Смотрю – Твардовский идет от калитки. И как-то неровно, толчками, словно упирается. А тут еще свет качающийся. Ветер забросит фонарь за столб, и тогда на весь двор клином расширяющимся ляжет тень, а то осветит ярко: снег сквозь голые вишни, одна сторона дорожки, прорытой в снегу, снежные лапы елей у забора.
Из-за поворота дорожки выбежал Фома, полугодовалый ньюфаундленд, ростом со среднего медведя, и шерсть – медвежья, бурая. Александр Трифонович вырастил его из щеночка и теперь один только и мог удержать на поводке. И то шел, оскользаясь ботинками, только что не ехал следом по льду. А Фома тянул впереди на четырех мохнатых лапах, красная пасть разинута, дышит паром.
Привязав его к рябине у крыльца, Твардовский вошел в дом, прямо-таки огромный в зимнем. Он ходил прогуляться по пустому поселку да и завернул на огонек.
С Хейфицем они были знакомы заочно, вообще к кино, тем более к писанию сценариев прозаиками, относился Твардовский весьма и весьма сдержанно. То же самое и о пьесах говорил, не считал это делом серьезным. И все же временами казалось мне, хоть он и отвергает и не считает делом серьезным, но это до поры, до времени, пока сам не взялся.
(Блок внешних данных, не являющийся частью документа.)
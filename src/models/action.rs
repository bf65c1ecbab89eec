use super::DraftTask;

/// Requests the UI hands to the sync engine. Each one maps to at most a few
/// HTTP calls; results come back as [`super::Event`]s.
pub enum Action {
    LoadTasks,
    CreateTask(DraftTask),
    DeleteTask(i64),
    LoadWeather,
}
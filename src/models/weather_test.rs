use super::*;

#[test]
fn test_day_label_suffixes() {
    assert_eq!(day_label("2025-01-01"), "Jan 1st");
    assert_eq!(day_label("2025-02-02"), "Feb 2nd");
    assert_eq!(day_label("2025-03-03"), "Mar 3rd");
    assert_eq!(day_label("2025-04-04"), "Apr 4th");
    assert_eq!(day_label("2025-05-11"), "May 11th");
    assert_eq!(day_label("2025-06-21"), "Jun 21st");
    assert_eq!(day_label("2025-07-22"), "Jul 22nd");
    assert_eq!(day_label("2025-08-23"), "Aug 23rd");
    assert_eq!(day_label("2025-12-31"), "Dec 31st");
}

#[test]
fn test_day_label_accepts_timestamps() {
    assert_eq!(day_label("2025-01-21T14:00"), "Jan 21st");
    assert_eq!(day_label("garbage"), "Unknown");
    assert_eq!(day_label(""), "Unknown");
}

#[test]
fn test_wind_direction_sectors() {
    assert_eq!(wind_direction_label(0.0), "NORTH");
    assert_eq!(wind_direction_label(22.4), "NORTH");
    assert_eq!(wind_direction_label(22.5), "NORTH EAST");
    assert_eq!(wind_direction_label(90.0), "EAST");
    assert_eq!(wind_direction_label(135.0), "SOUTH EAST");
    assert_eq!(wind_direction_label(180.0), "SOUTH");
    assert_eq!(wind_direction_label(225.0), "SOUTH WEST");
    assert_eq!(wind_direction_label(270.0), "WEST");
    assert_eq!(wind_direction_label(300.0), "NORTH WEST");
    assert_eq!(wind_direction_label(350.0), "NORTH");
    assert_eq!(wind_direction_label(360.0), "Unknown");
    assert_eq!(wind_direction_label(-1.0), "Unknown");
}

#[test]
fn test_weather_code_lookup() {
    assert_eq!(weather_code_label(0), "Clear sky");
    assert_eq!(weather_code_label(3), "Cloudy");
    assert_eq!(weather_code_label(65), "Heavy rain");
    assert_eq!(weather_code_label(99), "Thunderstorm with heavy hail");
    assert_eq!(weather_code_label(42), "Unknown weather code");
}
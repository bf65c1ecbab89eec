use std::sync::Arc;

use tokio::sync::mpsc;
use tui_textarea::Input;

use super::{Task, WeatherSnapshot};

#[derive(Debug)]
pub enum Event {
    Notice(crate::models::NoticeMessage),

    /// The mapped result of a list request. Always replaces the view state
    /// wholesale; an empty vector after a failed load is intentional.
    TasksLoaded(Vec<Task>),
    TaskCreated,
    TaskDeleted(i64),
    WeatherLoaded(Box<WeatherSnapshot>),

    KeyboardCharInput(Input),
    KeyboardEsc,
    KeyboardEnter,
    KeyboardTab,
    KeyboardBackTab,
    KeyboardCtrlC,

    Quit,

    UiTick,
    UiScrollUp,
    UiScrollDown,
}

#[macro_export]
macro_rules! notice_error {
    ($msg:expr) => {
        Event::Notice($crate::models::NoticeMessage::error($msg))
    };
    ($msg:expr, $duration:expr) => {
        Event::Notice($crate::models::NoticeMessage::error($msg).with_duration($duration))
    };
}

#[async_trait::async_trait]
pub trait EventTx {
    async fn send(&self, event: Event) -> Result<(), mpsc::error::SendError<Event>>;
}

#[async_trait::async_trait]
impl EventTx for mpsc::Sender<Event> {
    async fn send(&self, event: Event) -> Result<(), mpsc::error::SendError<Event>> {
        self.send(event).await
    }
}

#[async_trait::async_trait]
impl EventTx for mpsc::UnboundedSender<Event> {
    async fn send(&self, event: Event) -> Result<(), mpsc::error::SendError<Event>> {
        self.send(event)
    }
}

pub type ArcEventTx = Arc<dyn EventTx + Send + Sync>;
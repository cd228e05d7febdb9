// Client side pacing for bursts of API calls.
//
// The limiter keeps the timestamps of the most recent `max_requests` calls.
// A new call is allowed once the oldest of those is at least one window
// old, so no window of that length ever contains more than `max_requests`
// calls, regardless of how long individual calls take.

use crate::config::{RateLimitConfig, MAX_BACKOFF_SECS, MAX_WINDOW_SECS};
use std::collections::VecDeque;
use std::time::{Duration, Instant};

/// Source of time for the limiter. Production code uses `SystemClock`;
/// tests substitute a clock that advances instantly on `sleep`.
pub trait Clock {
    fn now(&self) -> Instant;
    fn sleep(&self, duration: Duration);
}

#[derive(Debug, Default, Clone, Copy)]
pub struct SystemClock;

impl Clock for SystemClock {
    fn now(&self) -> Instant {
        Instant::now()
    }

    fn sleep(&self, duration: Duration) {
        std::thread::sleep(duration);
    }
}

pub struct RateLimiter<'a> {
    clock: &'a dyn Clock,
    max_requests: usize,
    window: Duration,
    backoff: Duration,
    recent: VecDeque<Instant>,
    not_before: Option<Instant>,
}

impl<'a> RateLimiter<'a> {
    pub fn new(config: &RateLimitConfig, clock: &'a dyn Clock) -> Self {
        let max_requests = config.max_requests.max(1) as usize;
        Self {
            clock,
            max_requests,
            window: config.window().min(Duration::from_secs(MAX_WINDOW_SECS)),
            backoff: clamp_pause(config.backoff()),
            recent: VecDeque::with_capacity(max_requests),
            not_before: None,
        }
    }

    /// Block until one more call fits in the budget, then record it.
    /// Returns how long the caller was made to wait.
    pub fn acquire(&mut self) -> Duration {
        let start = self.clock.now();
        let mut ready_at = start;

        if let Some(not_before) = self.not_before.take() {
            ready_at = ready_at.max(not_before);
        }
        if self.recent.len() >= self.max_requests {
            if let Some(&oldest) = self.recent.front() {
                if let Some(window_end) = oldest.checked_add(self.window) {
                    ready_at = ready_at.max(window_end);
                }
            }
        }

        let waited = ready_at.saturating_duration_since(start);
        if !waited.is_zero() {
            tracing::info!(
                "rate limit reached, waiting {:.1}s before the next request",
                waited.as_secs_f64()
            );
            self.clock.sleep(waited);
        }

        let now = self.clock.now();
        while self.recent.len() >= self.max_requests {
            self.recent.pop_front();
        }
        self.recent.push_back(now);
        waited
    }

    /// Pause used after a 429 that carries no `Retry-After`.
    pub fn default_backoff(&self) -> Duration {
        self.backoff
    }

    /// Push the next `acquire` out by at least `duration` from now, capped at
    /// `MAX_BACKOFF_SECS`. Used when the server rejects a call for exceeding
    /// its limit despite local pacing.
    pub fn back_off(&mut self, duration: Duration) {
        let now = self.clock.now();
        let until = now
            .checked_add(clamp_pause(duration))
            .or_else(|| now.checked_add(self.backoff))
            .unwrap_or(now);
        self.not_before = Some(match self.not_before {
            Some(existing) => existing.max(until),
            None => until,
        });
    }

    #[cfg(test)]
    fn calls_in_window(&self) -> usize {
        let now = self.clock.now();
        self.recent
            .iter()
            .filter(|&&t| now.saturating_duration_since(t) < self.window)
            .count()
    }
}

fn clamp_pause(duration: Duration) -> Duration {
    duration.min(Duration::from_secs(MAX_BACKOFF_SECS))
}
Найдись искуситель-режиссер, и могло случиться.
Снял Твардовский зимнее полупальто – оно у него было тяжелое, драповое, с серым каракулевым воротником и прорезными карманами на груди, неизносное, напоминавшее покроем и видом те бобриковые, знакомые ему по воспоминанию, – и в желтой ковбойке, в лыжных теплых брюках сел к столу. На то место, на котором обычно мой сын сидел.
– Работаете?
Спросил неодобрительно, явно сомневаясь, что из такой работы может что-то получиться. Тем более когда ему самому не работается.
Сели на кухне пить чай втроем. Дома Александр Трифонович пил из огромной чашки, и варенье клубничное, домашнее, сваренное так, что все ягоды – целые, накладывала Мария Илларионовна в большие блюдечки.
У нас тоже пили из больших чашек, и налил я, как он любил, почти что одной заварки, разбавив фыркающим кипятком. Александр Трифонович курил сигарету и запивал чаем с блюдца. Разговор явно не получался. И не только потому, что они с Хейфицем, в сущности, не были знакомы, но и потому, что мы собирались работать еще, а он заранее все это не одобрял.
Снаружи стукали о жестяной отлив крыши замерзшие ветки рябины: это Фома дергал ременный поводок, а с ним вместе – все дерево. И скулил. Александр Трифонович не спеша пил чай, затягивался сигаретой, и в широкой его груди многолетнего курильщика хрипело.
Каким-то краем разговор коснулся великих людей. Я в ту пору дочитывал книгу о Нильсе Боре, взятую у Твардовского. И поразил меня рассказ о встрече Бора и Черчилля. Этих двух людей разделял век целый: Черчилль не весь еще из девятнадцатого века вылез, а Бор провидел уже век двадцать первый. И вот его, во время войны перелетевшего через Атлантический океан в Англию, чтобы объяснить, что началась атомная эра, что надо сейчас уже сделать выводы, иначе начнется то, что, собственно, и началось после войны, его Черчилль принял всего на десять минут и после короткого разговора заявил, что Бор – русский шпион и его надо отстранить от ядерных исследований.
Вот в связи с этой книгой я и сказал, что, наверное, интересно написать великого человека.
– А что великий! – Твардовский сидел, расставя полные в лыжных брюках колени, ноги обуты в суконные ботинки на молнии, которые он донашивал за городом; он вообще старые вещи свои донашивал. Не потому, что они стоили что-то, а не мог выбросить вещь, раз она еще годна. – Что великий? Ничем особенным он от остальных людей не отличается.